I'm terribly sort of, kind of logical type, rational type chap and I found the intellectual challenge extremely interesting. I mean there was this... bad things. I think, I think more towards the end of, nearer retirement, but not for AIDS. People said to me, 'Aren't you sad to be retiring and not seeing patients?' And I... I got twinges, you know. You know, we're all very arrogant. I'd hear about some patient with, you know, meningococcal... one of my bits that I'm interested in and I'd say, 'Gosh, I wish they'd come into my unit', which is ludicrous really but anyway that's... that's true. I felt I should be looking after that patient, but actually I wasn't... the truth is I wasn't particularly sad at retiring. It wasn't that I was fed up with medicine, but I think medicine was being taken away from me in the sense both, all the, what I call the hassle ratio, which you know all the admin stuff, which is very important. I mean it's quite wrong to just dismiss it, but it's just I wasn't terribly good at it. But also I felt I slightly lost my nerve. When I went into intensive care, I knew what they were asking me was have I any idea what's the infection, what antibiotics should we use. They weren't asking about the rest of the stuff, but I felt the noise in the system was so huge I felt... I'm really not sure I'm getting a complete grip of this. I'm not sure I made any terrible mistakes, ask somebody else, but I did actually feel, I think probably the... your shoulders got a bit more cast down, you know, weighed down because, I think it was just medicine getting so incredibly complicated and, of course, you're nearer your own death so the thing comes to you more. Now, I... I wasn't actually sad to retire, but I would have been desperate to retire from some teaching or writing or activity to do with medicine and some people can do it, even when they've not been clock-watchers, but I couldn't have done that. I went grinding on for a long time with other things, yeah.
[Q] Did... did the administration grind you down as well? I mean a lot people, doctors often complain about administration as being as something that...
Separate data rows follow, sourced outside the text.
//! Encoder subprocess supervision
//!
//! The encoder writes ADTS or MPEG frames to stdout, which feeds a forward-only
//! [`FrameReader`]. Stderr is forwarded to the log and a watchdog kills the
//! encoder when an iteration makes no progress for too long.

use std::ffi::OsString;
use std::io;
use std::path::Path;
use std::process::Stdio;
use std::sync::Arc;
use std::sync::atomic::{AtomicU64, Ordering};
use std::time::Duration;

use bytes::BytesMut;
use tokio::io::{AsyncBufReadExt, AsyncRead, BufReader};
use tokio::process::{ChildStdout, Command};
use tokio::task::JoinSet;
use tokio::time::Instant;
use tokio_util::sync::CancellationToken;
use tracing::{debug, error, info};

use crate::config::EncoderConfig;
use crate::constants::{WATCHDOG_POLL_MS, WATCHDOG_STALL_MS};
use crate::error::{CastError, Result};
use crate::network::{Dialer, IngestSession};
use crate::pacer::Pacer;
use crate::reader::{FrameBatch, FrameReader, PipeSource};
use crate::stats::DeliveryStats;
use crate::types::{Advertised, FrameFormat, frames_per_batch};

/// Encoder command line for `input`
pub fn encoder_args(encoder: &EncoderConfig, format: FrameFormat, input: &Path) -> Vec<OsString> {
    fn push(args: &mut Vec<OsString>, items: &[&str]) {
        args.extend(items.iter().map(OsString::from));
    }

    let mut args: Vec<OsString> = vec!["-i".into(), input.into()];

    if encoder.reencode {
        match format {
            FrameFormat::Aac => push(
                &mut args,
                &["-c:a", "libfdk_aac", "-profile:a", encoder.aac_profile.encoder_name()],
            ),
            FrameFormat::Mpeg => push(&mut args, &["-c:a", "libmp3lame"]),
        }
        let bitrate = (encoder.bitrate_kbps * 1000).to_string();
        let sample_rate = encoder.sample_rate.to_string();
        let channels = encoder.channels.to_string();
        push(
            &mut args,
            &["-b:a", &bitrate, "-cutoff", "20000", "-ar", &sample_rate, "-ac", &channels],
        );
    } else {
        push(&mut args, &["-c:a", "copy"]);
    }

    match format {
        FrameFormat::Aac => push(&mut args, &["-f", "adts"]),
        FrameFormat::Mpeg => push(&mut args, &["-f", "mp3", "-write_xing", "0", "-id3v2_version", "0"]),
    }
    push(&mut args, &["-loglevel", "fatal", "-"]);
    args
}

/// Parameters announced to the server for encoder output
pub fn advertised(encoder: &EncoderConfig, format: FrameFormat) -> Advertised {
    Advertised {
        content_type: format.content_type(),
        bitrate_kbps: encoder.bitrate_kbps,
        channels: encoder.channels,
        sample_rate: encoder.sample_rate,
    }
}

/// Time of the last loop iteration start, readable from the watchdog
struct Heartbeat {
    base: Instant,
    last_ms: AtomicU64,
}

impl Heartbeat {
    fn new() -> Self {
        Self {
            base: Instant::now(),
            last_ms: AtomicU64::new(0),
        }
    }

    fn beat(&self) {
        self.last_ms
            .store(self.base.elapsed().as_millis() as u64, Ordering::Release);
    }

    fn silent_ms(&self) -> u64 {
        (self.base.elapsed().as_millis() as u64).saturating_sub(self.last_ms.load(Ordering::Acquire))
    }
}

pub struct TranscodeSupervisor {
    encoder: EncoderConfig,
    format: FrameFormat,
    target_buffer_ms: u64,
    watchdog_poll: Duration,
    stall_after: Duration,
}

impl TranscodeSupervisor {
    pub fn new(encoder: EncoderConfig, format: FrameFormat, target_buffer_ms: u64) -> Self {
        Self {
            encoder,
            format,
            target_buffer_ms,
            watchdog_poll: Duration::from_millis(WATCHDOG_POLL_MS),
            stall_after: Duration::from_millis(WATCHDOG_STALL_MS),
        }
    }

    pub fn with_watchdog(mut self, poll: Duration, stall_after: Duration) -> Self {
        self.watchdog_poll = poll;
        self.stall_after = stall_after;
        self
    }

    pub fn advertised(&self) -> Advertised {
        advertised(&self.encoder, self.format)
    }

    /// Run one encoder session for `input` over a connected ingest session.
    /// The child is reaped and the helper tasks are gone when this returns.
    pub async fn stream<D: Dialer>(
        &self,
        session: &mut IngestSession<D>,
        input: &Path,
        abort: &CancellationToken,
    ) -> Result<DeliveryStats> {
        let args = encoder_args(&self.encoder, self.format, input);
        info!(
            encoder = %self.encoder.path.display(),
            input = %input.display(),
            reencode = self.encoder.reencode,
            bitrate_kbps = self.encoder.bitrate_kbps,
            sample_rate = self.encoder.sample_rate,
            "starting encoder"
        );

        let mut child = Command::new(&self.encoder.path)
            .args(&args)
            .stdin(Stdio::null())
            .stdout(Stdio::piped())
            .stderr(Stdio::piped())
            .kill_on_drop(true)
            .spawn()?;
        let stdout = child
            .stdout
            .take()
            .ok_or_else(|| io::Error::other("missing encoder stdout"))?;
        let stderr = child
            .stderr
            .take()
            .ok_or_else(|| io::Error::other("missing encoder stderr"))?;

        let heartbeat = Arc::new(Heartbeat::new());
        let stalled = CancellationToken::new();
        let mut tasks = JoinSet::new();
        tasks.spawn(forward_stderr(stderr));
        tasks.spawn(watchdog(
            Arc::clone(&heartbeat),
            stalled.clone(),
            self.watchdog_poll,
            self.stall_after,
        ));

        let mut reader = FrameReader::new(PipeSource::new(stdout), self.format);
        let mut pacer = Pacer::new(self.target_buffer_ms, 0, 0);

        let outcome = tokio::select! {
            res = self.pump(&mut reader, session, &mut pacer, &heartbeat, abort) => res,
            _ = abort.cancelled() => Err(CastError::Aborted),
            _ = stalled.cancelled() => Err(CastError::StalledEncoder {
                silent_ms: heartbeat.silent_ms(),
            }),
        };

        if outcome.is_err() {
            debug!("killing encoder");
            let _ = child.start_kill();
        }
        match child.wait().await {
            Ok(status) => debug!(%status, "encoder exited"),
            Err(e) => error!(error = %e, "cannot reap encoder"),
        }
        tasks.shutdown().await;

        let mut stats = *pacer.stats();
        stats.read = *reader.stats();
        outcome.map(|()| stats)
    }

    async fn pump<D: Dialer>(
        &self,
        reader: &mut FrameReader<PipeSource<ChildStdout>>,
        session: &mut IngestSession<D>,
        pacer: &mut Pacer,
        heartbeat: &Heartbeat,
        abort: &CancellationToken,
    ) -> Result<()> {
        let mut batch_size = None;

        loop {
            heartbeat.beat();
            let iteration_start = Instant::now();

            let batch = match batch_size {
                Some(count) => reader.read_frames(count).await?,
                None => {
                    let first = reader.read_frames(1).await?;
                    let Some(header) = first.first_header else {
                        debug!(bytes = first.data.len(), "encoder produced no frame");
                        return Ok(());
                    };
                    let count = frames_per_batch(header.sample_rate, header.samples_per_frame);
                    debug!(
                        sample_rate = header.sample_rate,
                        spf = header.samples_per_frame,
                        batch = count,
                        "encoder output format"
                    );
                    pacer.set_timing(header.sample_rate, header.samples_per_frame);
                    batch_size = Some(count);
                    let rest = reader.read_frames(count - 1).await?;
                    pacer.start_session();
                    concat(first, rest)
                }
            };

            if batch.is_empty() {
                debug!("encoder output ended");
                return Ok(());
            }

            session.send(&batch.data).await?;
            let decision = pacer.record(batch.frames, batch.data.len(), iteration_start);

            if abort.is_cancelled() {
                return Err(CastError::Aborted);
            }
            if batch.end_of_stream {
                debug!("encoder output ended");
                return Ok(());
            }
            pacer.wait(decision.sleep, abort).await?;
        }
    }
}

fn concat(first: FrameBatch, rest: FrameBatch) -> FrameBatch {
    let mut data = BytesMut::with_capacity(first.data.len() + rest.data.len());
    data.extend_from_slice(&first.data);
    data.extend_from_slice(&rest.data);
    FrameBatch {
        data: data.freeze(),
        frames: first.frames + rest.frames,
        first_header: first.first_header.or(rest.first_header),
        end_of_stream: rest.end_of_stream,
    }
}

/// Log encoder stderr line by line. Lines need not be UTF-8; the pipe is
/// drained until EOF so the encoder never writes into a closed pipe.
async fn forward_stderr(stderr: impl AsyncRead + Unpin) {
    let mut reader = BufReader::new(stderr);
    let mut line = Vec::new();
    loop {
        line.clear();
        match reader.read_until(b'\n', &mut line).await {
            Ok(0) => return,
            Ok(_) => {
                let text = String::from_utf8_lossy(&line);
                debug!(line = %text.trim_end(), "encoder");
            }
            Err(e) => {
                debug!(error = %e, "encoder stderr closed");
                return;
            }
        }
    }
}

async fn watchdog(heartbeat: Arc<Heartbeat>, stalled: CancellationToken, poll: Duration, stall_after: Duration) {
    let limit = stall_after.as_millis() as u64;
    loop {
        tokio::time::sleep(poll).await;
        let silent = heartbeat.silent_ms();
        if silent > limit {
            error!(silent_ms = silent, "encoder stalled, killing");
            stalled.cancel();
            return;
        }
    }
}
Well, I... I did think there was a kind of... we were being led down a false road of supposed managerial competence in many cases, and that in many ways... I don't know enough to know whether they've cured this, this layering effect of management was completely wrong. We did layering and a single line. By what that I mean you had house and registrars and you've got trainees and all that, but at some level you're also seeing the patient and we would lose credibility pretty rapidly if we didn't do that. We might see less or more. You know the old joke about professors, you know: a professor asks, 'Who does your work when you're away?' He says, 'Oh, the same people who do it when I'm there'. And, so there's a bit of guilt about that. No, the thing, I did feel terribly guilty about not being able to talk to more relatives. You couldn't. I think, you know, 1,000, 1,200 inpatients a year, I don't know what, tens of thousands of outpatients, it would be physically impossible, but I felt a twinge and, and the chaps and girls are perfectly good, probably better than me because they'd been trained more, but I did feel an awful niggle about not actually being face to face with relatives. I mean, it was... it was silly but, you know, anyway, it was a feeling I had. No, I wasn't sorry at retiring in that way, but the, the management layers, I think they were ridiculous in some of the younger ones. I... they didn't get, get to seeing the place clean. You know, I mean, terrible.